TASK INSTRUCTIONS: Count the lines below that include the word "nowhere", then give that number and no other words.

TASK DATA:
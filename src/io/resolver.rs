use super::filesystem::FileSystem;
use crate::entry::FileEntry;
use crate::error::Result;
use std::path::{Component, Path, PathBuf};

/// Validity gate and path arithmetic in front of a [`FileSystem`].
pub struct PathResolver<F> {
    fs: F,
}

impl<F: FileSystem> PathResolver<F> {
    pub fn new(fs: F) -> Self {
        Self { fs }
    }

    pub fn exists(&self, path: &Path) -> bool {
        self.fs.exists(path)
    }

    pub fn is_directory(&self, path: &Path) -> bool {
        self.fs.is_dir(path)
    }

    pub fn is_file(&self, path: &Path) -> bool {
        self.fs.is_file(path)
    }

    pub fn parent_of(&self, path: &Path) -> PathBuf {
        self.fs.parent_of(path)
    }

    pub fn list(&self, path: &Path, show_hidden: bool) -> Result<Vec<FileEntry>> {
        self.fs.read_dir(path, show_hidden)
    }

    /// Turns path-bar text into a path: trims, expands `~`, and drops `.`
    /// components and trailing separators. `..` and symlinks are left alone.
    pub fn normalize(&self, text: &str) -> PathBuf {
        let expanded = expand_home(text.trim());
        expanded
            .components()
            .filter(|c| !matches!(c, Component::CurDir))
            .collect()
    }
}

fn expand_home(text: &str) -> PathBuf {
    let rest = if text == "~" {
        Some("")
    } else {
        text.strip_prefix("~/")
            .or_else(|| text.strip_prefix("~\\"))
    };

    match (rest, directories::UserDirs::new()) {
        (Some(rest), Some(dirs)) => dirs.home_dir().join(rest),
        _ => PathBuf::from(text),
    }
}

/// Label for a favorite: the last segment, or the drive/root itself.
pub fn display_name(path: &Path) -> String {
    if let Some(name) = path.file_name() {
        return name.to_string_lossy().into_owned();
    }
    match path.components().next() {
        Some(Component::Prefix(prefix)) => prefix.as_os_str().to_string_lossy().into_owned(),
        _ => path.display().to_string(),
    }
}

#[cfg(test)]
mod tests {
    use super::*;
    use crate::io::memory::MemoryFs;

    fn resolver() -> PathResolver<MemoryFs> {
        PathResolver::new(MemoryFs::new().with_dir("/home/docs").with_file("/home/a.txt"))
    }

    #[test]
    fn test_exists_and_kind() {
        let r = resolver();
        assert!(r.exists(Path::new("/home")));
        assert!(r.is_directory(Path::new("/home/docs")));
        assert!(r.is_file(Path::new("/home/a.txt")));
        assert!(!r.is_directory(Path::new("/home/a.txt")));
        assert!(!r.exists(Path::new("/nowhere")));
        assert!(!r.is_file(Path::new("/nowhere")) && !r.is_directory(Path::new("/nowhere")));
    }

    #[test]
    fn test_parent_of() {
        let r = resolver();
        assert_eq!(r.parent_of(Path::new("/home/docs")), PathBuf::from("/home"));
        assert_eq!(r.parent_of(Path::new("/")), PathBuf::from("/"));
    }

    #[test]
    fn test_normalize_trims_and_drops_noise() {
        let r = resolver();
        assert_eq!(r.normalize("  /home/./docs/  "), PathBuf::from("/home/docs"));
        assert_eq!(r.normalize("/home//docs"), PathBuf::from("/home/docs"));
        assert_eq!(r.normalize("/a/../b"), PathBuf::from("/a/../b"));
        assert_eq!(r.normalize(""), PathBuf::new());
    }

    #[test]
    fn test_normalize_expands_home() {
        let Some(dirs) = directories::UserDirs::new() else {
            return;
        };
        let r = resolver();
        assert_eq!(r.normalize("~"), dirs.home_dir().to_path_buf());
        assert_eq!(r.normalize("~/music"), dirs.home_dir().join("music"));
        assert_eq!(r.normalize("~other"), PathBuf::from("~other"));
    }

    #[test]
    fn test_display_name() {
        assert_eq!(display_name(Path::new("/home/docs")), "docs");
        assert_eq!(display_name(Path::new("/home/docs/")), "docs");
        assert_eq!(display_name(Path::new("/")), "/");
    }

    #[test]
    #[cfg(windows)]
    fn test_display_name_drive() {
        assert_eq!(display_name(Path::new("C:\\")), "C:");
    }
}
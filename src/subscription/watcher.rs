// Directory watching - tells the UI thread which shown folders changed
use eframe::egui;
use notify::{Event, RecommendedWatcher, RecursiveMode, Watcher};
use std::collections::HashSet;
use std::path::PathBuf;
use std::sync::mpsc::{channel, Receiver};

pub struct DirectoryWatcher {
    watcher: RecommendedWatcher,
    changes: Receiver<PathBuf>,
    watched: HashSet<PathBuf>,
}

impl DirectoryWatcher {
    pub fn new(ctx: egui::Context) -> notify::Result<Self> {
        let (tx, changes) = channel();

        let watcher = notify::recommended_watcher(move |res: notify::Result<Event>| {
            if let Ok(event) = res {
                for path in event.paths {
                    if let Some(parent) = path.parent() {
                        let _ = tx.send(parent.to_path_buf());
                    }
                    let _ = tx.send(path);
                }
                ctx.request_repaint();
            }
        })?;

        Ok(Self {
            watcher,
            changes,
            watched: HashSet::new(),
        })
    }

    /// Watches exactly `paths`, dropping anything watched before.
    pub fn watch_only(&mut self, paths: impl IntoIterator<Item = PathBuf>) {
        let wanted: HashSet<PathBuf> = paths.into_iter().collect();

        for old in self.watched.difference(&wanted) {
            let _ = self.watcher.unwatch(old);
        }
        for new in wanted.difference(&self.watched) {
            if let Err(e) = self.watcher.watch(new, RecursiveMode::NonRecursive) {
                tracing::debug!(path = %new.display(), error = %e, "cannot watch directory");
            }
        }
        self.watched = wanted;
    }

    /// Paths reported since the last call.
    pub fn changed(&self) -> HashSet<PathBuf> {
        self.changes.try_iter().collect()
    }
}
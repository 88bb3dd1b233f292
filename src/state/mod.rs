pub mod favorites;
pub mod history;
pub mod panels;
pub mod selection;

pub use favorites::{FavoriteCategory, FavoriteItem, FavoritesRecord, FavoritesStore};
pub use history::NavigationHistory;
pub use panels::{PanelId, PanelRegistry, WindowId};
pub use selection::SelectionState;
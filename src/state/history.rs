// Navigation history - back/forward/up stack for one panel
use crate::io::{FileSystem, PathResolver};
use std::path::{Path, PathBuf};

#[derive(Clone, Debug, Default)]
pub struct NavigationHistory {
    entries: Vec<PathBuf>,
    cursor: usize,
}

impl NavigationHistory {
    pub fn new() -> Self {
        Self::default()
    }

    /// History with a single entry, as used for new folder windows.
    pub fn seeded(path: PathBuf) -> Self {
        let mut history = Self::new();
        history.navigate_to(path);
        history
    }

    /// Records a new location. The caller has already checked that it exists.
    pub fn navigate_to(&mut self, path: PathBuf) {
        if !self.entries.is_empty() {
            // Remove any forward history when navigating to a new path
            self.entries.truncate(self.cursor + 1);
        }
        self.entries.push(path);
        self.cursor = self.entries.len() - 1;
    }

    pub fn back(&mut self) -> Option<&Path> {
        if self.cursor > 0 {
            self.cursor -= 1;
            Some(self.entries[self.cursor].as_path())
        } else {
            None
        }
    }

    pub fn forward(&mut self) -> Option<&Path> {
        if self.cursor + 1 < self.entries.len() {
            self.cursor += 1;
            Some(self.entries[self.cursor].as_path())
        } else {
            None
        }
    }

    /// Moves to the parent as a fresh navigation, so forward history is
    /// discarded. No-op at a root.
    pub fn up<F: FileSystem>(&mut self, resolver: &PathResolver<F>) -> Option<&Path> {
        let current = self.current()?;
        let parent = resolver.parent_of(current);
        if parent.as_path() == current {
            return None;
        }
        self.navigate_to(parent);
        self.current()
    }

    pub fn current(&self) -> Option<&Path> {
        self.entries.get(self.cursor).map(PathBuf::as_path)
    }

    pub fn entries(&self) -> &[PathBuf] {
        &self.entries
    }

    pub fn cursor(&self) -> usize {
        self.cursor
    }

    pub fn len(&self) -> usize {
        self.entries.len()
    }

    pub fn is_empty(&self) -> bool {
        self.entries.is_empty()
    }

    pub fn can_go_back(&self) -> bool {
        self.cursor > 0
    }

    pub fn can_go_forward(&self) -> bool {
        self.cursor + 1 < self.entries.len()
    }
}

#[cfg(test)]
mod tests {
    use super::*;
    use crate::io::memory::MemoryFs;

    fn p(s: &str) -> PathBuf {
        PathBuf::from(s)
    }

    fn history_of(paths: &[&str]) -> NavigationHistory {
        let mut history = NavigationHistory::new();
        for path in paths {
            history.navigate_to(p(path));
        }
        history
    }

    #[test]
    fn test_empty_history_is_inert() {
        let resolver = PathResolver::new(MemoryFs::new());
        let mut history = NavigationHistory::new();
        assert!(history.back().is_none());
        assert!(history.forward().is_none());
        assert!(history.up(&resolver).is_none());
        assert!(history.current().is_none());
        assert!(history.is_empty());
    }

    #[test]
    fn test_browsing_scenario() {
        let mut history = NavigationHistory::new();
        history.navigate_to(p("/home"));
        assert_eq!(history.cursor(), 0);
        assert_eq!(history.entries(), &[p("/home")]);

        history.navigate_to(p("/home/docs"));
        assert_eq!(history.entries(), &[p("/home"), p("/home/docs")]);
        assert_eq!(history.cursor(), 1);

        assert_eq!(history.back(), Some(Path::new("/home")));
        assert_eq!(history.cursor(), 0);

        history.navigate_to(p("/tmp"));
        assert_eq!(history.entries(), &[p("/home"), p("/tmp")]);
        assert_eq!(history.cursor(), 1);

        assert!(history.forward().is_none());
    }

    #[test]
    fn test_navigate_truncates_forward_branch() {
        let mut history = history_of(&["/a", "/b", "/c"]);
        history.back();
        assert_eq!(history.current(), Some(Path::new("/b")));

        history.navigate_to(p("/d"));
        assert_eq!(history.entries(), &[p("/a"), p("/b"), p("/d")]);
        assert_eq!(history.cursor(), 2);
        assert!(history.forward().is_none());
    }

    #[test]
    fn test_back_then_forward_restores_location() {
        let mut history = history_of(&["/a", "/b", "/c", "/d"]);
        for _ in 0..3 {
            let before = history.current().map(Path::to_path_buf);
            assert!(history.back().is_some());
            assert_eq!(history.forward().map(Path::to_path_buf), before);
            history.back();
        }
        assert_eq!(history.cursor(), 0);
        assert!(history.back().is_none());
        assert_eq!(history.cursor(), 0);
    }

    #[test]
    fn test_forward_walks_to_end() {
        let mut history = history_of(&["/a", "/b", "/c"]);
        history.back();
        history.back();
        assert!(history.can_go_forward());
        assert_eq!(history.forward(), Some(Path::new("/b")));
        assert_eq!(history.forward(), Some(Path::new("/c")));
        assert!(!history.can_go_forward());
        assert!(history.forward().is_none());
    }

    #[test]
    fn test_up_at_root_is_noop() {
        let resolver = PathResolver::new(MemoryFs::new());
        let mut history = history_of(&["/"]);
        assert!(history.up(&resolver).is_none());
        assert_eq!(history.len(), 1);
    }

    #[test]
    fn test_up_is_a_fresh_navigation() {
        let resolver = PathResolver::new(MemoryFs::new().with_dir("/home/docs"));
        let mut history = history_of(&["/home", "/home/docs", "/tmp"]);
        history.back();

        assert_eq!(history.up(&resolver), Some(Path::new("/home")));
        assert_eq!(history.entries(), &[p("/home"), p("/home/docs"), p("/home")]);
        assert!(!history.can_go_forward());

        assert_eq!(history.up(&resolver), Some(Path::new("/")));
        assert!(history.up(&resolver).is_none());
        assert_eq!(history.len(), 4);
    }

    #[test]
    fn test_seeded() {
        let history = NavigationHistory::seeded(p("/srv"));
        assert_eq!(history.current(), Some(Path::new("/srv")));
        assert!(!history.can_go_back());
    }
}
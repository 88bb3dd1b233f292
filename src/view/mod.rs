pub mod folder;
pub mod panels;
pub mod tree;

pub use folder::FolderView;
pub use tree::TreeView;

ANSWER SPACE: 2